Движение средового модернизма – парадоксальное архитектурное выражение идей позднесоветской интеллигенции. Оно основано на соединении сразу двух альтернатив позднесоветской архитектуре, которую можно определить как социалистический модернизм. С одной стороны – на обостренном внимании к современной западной архитектуре, которая и формировала повестку дня в профессиональном смысле. Здесь средовое движение противостояло социалистическому модернизму как несоциалистическое. С другой – на подчеркнутом, едва ли не культовом пиетете к наследию старой Москвы, которую последовательно сносили в процессе создания столицы первого в мире социалистического государства, создавая, скажем, Новый Арбат или Дворец съездов в Кремле. Хотя, по сути, советские градостроители 60-70-х в этих сносах и расчистках старого города полностью шли в русле идей Ле Корбюзье, воспринимались эти действия в СССР как проявления чисто коммунистического варварства, стремящегося уничтожить следы прошлого. Здесь движение противостояло соцмодернизму как не-модернизм, анти-модернизм, стремящийся не «сбросить прошлое с корабля современности», но, наоборот, тщательно сберечь все его следы на этом корабле.

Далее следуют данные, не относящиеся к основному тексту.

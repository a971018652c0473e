//! Desktop viewer for temperature and humidity readings kept in a spreadsheet.
//!
//! Renders hometemp-core pages in an SDL2 window via
//! `embedded-graphics-simulator`, or headlessly into a PPM snapshot. Sheet
//! reads run on a tokio runtime and report back through the fetch mailbox,
//! so the frame loop never waits on the network.
//!
//! `--demo` swaps the Sheets API for a synthetic sheet.

mod app;
mod demo_source;
mod dispatcher;
mod error;
mod http_source;
mod snapshot;
mod source;
#[cfg(feature = "window")]
mod window;

use std::path::{Path, PathBuf};
use std::process::ExitCode;
use std::sync::Arc;
use std::time::Duration;

use clap::Parser;
use hometemp_core::config::Config;
use hometemp_core::fetch::{fetch_receiver, fetch_sender};
use hometemp_core::sheets::SheetGateway;
use hometemp_core::ui::{DISPLAY_HEIGHT_PX, DISPLAY_WIDTH_PX};
use log::{error, info};

use crate::app::{App, build_manager};
use crate::demo_source::{DEFAULT_DEMO_ROWS, DemoSheetSource};
use crate::dispatcher::FetchDispatcher;
use crate::error::ViewerError;
use crate::http_source::{Credentials, HttpSheetSource};
use crate::snapshot::Screen;
use crate::source::ViewerSource;

/// Worker threads for background fetches
const FETCH_WORKER_THREADS: usize = 2;

/// Extra time a snapshot waits beyond the request timeout
const SNAPSHOT_GRACE: Duration = Duration::from_secs(2);

#[derive(Parser, Debug)]
#[command(author, version, about, long_about = None)]
struct Args {
    /// JSON configuration file; defaults apply to anything it leaves out
    #[arg(short, long, value_name = "PATH")]
    config: Option<PathBuf>,

    /// Credentials for the Sheets API (`access_token` or `api_key`)
    #[arg(long, value_name = "PATH", default_value = "credentials.json")]
    credentials: PathBuf,

    /// Read from a synthetic sheet instead of the Sheets API
    #[arg(long)]
    demo: bool,

    /// Rows in the synthetic sheet
    #[arg(long, default_value_t = DEFAULT_DEMO_ROWS)]
    demo_rows: u32,

    /// Artificial delay of every synthetic read, in milliseconds
    #[arg(long, default_value_t = 0)]
    demo_latency_ms: u64,

    /// Sheet row whose temperature cell the synthetic sheet corrupts
    #[arg(long, value_name = "ROW")]
    demo_malformed_row: Option<u32>,

    /// Render one screen to a PPM image and exit
    #[arg(long, value_name = "PATH")]
    snapshot: Option<PathBuf>,

    /// Screen to capture with --snapshot
    #[arg(long, value_enum, default_value_t = Screen::Status)]
    screen: Screen,
}

fn load_config(path: Option<&Path>) -> Result<Config, ViewerError> {
    let Some(path) = path else {
        info!("No configuration file given, using defaults");
        return Ok(Config::default());
    };
    let text = std::fs::read(path).map_err(|e| ViewerError::io(path, e))?;
    Ok(Config::from_json(&text)?)
}

fn build_source(args: &Args, config: &Config) -> Result<ViewerSource, ViewerError> {
    if args.demo {
        let source = DemoSheetSource::new(config.sheet.layout, args.demo_rows)
            .with_latency(Duration::from_millis(args.demo_latency_ms))
            .with_malformed_row(args.demo_malformed_row);
        return Ok(ViewerSource::Demo(source));
    }

    let bytes =
        std::fs::read(&args.credentials).map_err(|e| ViewerError::io(&args.credentials, e))?;
    let credentials = Credentials::from_json(&bytes)?;
    let source = HttpSheetSource::new(&config.http, &config.sheet.spreadsheet_id, credentials)?;
    Ok(ViewerSource::Http(source))
}

fn run(args: Args) -> Result<(), ViewerError> {
    let config = load_config(args.config.as_deref())?;
    let source = build_source(&args, &config)?;
    info!("Reading from the {}", source.describe());

    let runtime = tokio::runtime::Builder::new_multi_thread()
        .worker_threads(FETCH_WORKER_THREADS)
        .enable_all()
        .build()
        .map_err(ViewerError::Runtime)?;

    let gateway = Arc::new(SheetGateway::new(source, &config.sheet));
    let dispatcher = FetchDispatcher::new(runtime.handle().clone(), gateway, fetch_sender());
    let mut app = App::new(build_manager(&config), dispatcher, fetch_receiver());

    let result = match &args.snapshot {
        Some(path) => {
            let wait = Duration::from_secs(config.http.timeout_secs) + SNAPSHOT_GRACE;
            snapshot::write_snapshot(&mut app, args.screen, path, wait)
        }
        None => run_window(&mut app),
    };

    app.shutdown();
    result
}

#[cfg(feature = "window")]
fn run_window(app: &mut App) -> Result<(), ViewerError> {
    info!("Keys: Left/Right=page  Backspace/Esc=back  Q=quit");
    window::run(app);
    Ok(())
}

#[cfg(not(feature = "window"))]
fn run_window(_app: &mut App) -> Result<(), ViewerError> {
    Err(ViewerError::WindowUnavailable)
}

fn main() -> ExitCode {
    env_logger::init();
    let args = Args::parse();

    info!("Starting hometemp viewer");
    info!("Display: {}×{}", DISPLAY_WIDTH_PX, DISPLAY_HEIGHT_PX);

    match run(args) {
        Ok(()) => ExitCode::SUCCESS,
        Err(e) => {
            error!("{}", e);
            ExitCode::FAILURE
        }
    }
}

В итоге возникла идея создания такой версии современной архитектуры, которая была бы и современной западной, и при этом полностью сохраняла бы дух старой провинциальной Москвы прошлого века. Возник средовой неомодернизм.

Генезис направления восходит к отделу перспективных исследований Института Генплана Алексея Гутнова, одного из немногих по-настоящему выдающихся советских градостроителей. Его концепция «средового подхода» достаточно многоаспектна. «Средовой неомодернизм» является частью средового подхода, для Гутнова - не самой принципиальной. Но, тем не менее, она рождается именно из этого источника. Суть заключается вот в чем. Анализируя опыт вторжения современной архитектуры в исторический центр (Новый Арбат или Дворец съездов), архитекторы пришли к выводу, что причина негативной реакции на эти события лежит не столько в области неприятия современной архитектуры вообще, сколько в несоблюдении исторически сложившихся законов построения города. Попросту говоря, проблема высотных пластин Нового Арбата не в том, что это современная архитектура, а в том, что в Москве, в центре города, никогда не было зданий такого размера, с такой структурой, ритмом и т.д. Если бы там вместо этого были построены четырех-пятиэтажные ультрасовременные дома, если бы сохранилась традиционная структура московской улицы и т.д., то никто бы не называл этот архитектурный эксперимент варварством.

В советское время эти идеи практически не удалось реализовать. Единственная попытка – реконструкция Арбата. План целостной реконструкции района выполняла группа из Моспроекта-2 и бригада Гутнова под патронажем Посохина-старшего. Однако проект был свернут, и дело ограничилось раскраской фасадов и замощением самой улицы Арбат – по сути, вместо средовой модели была реализована концепция развлекательной пешеходной улицы, вполне актуальная для Европы 80-х гг. и вовсе не специфически русская. Таким образом, средовой модернизм оказался не реализованным, но готовым планом развития, который как бы оставался в запасе.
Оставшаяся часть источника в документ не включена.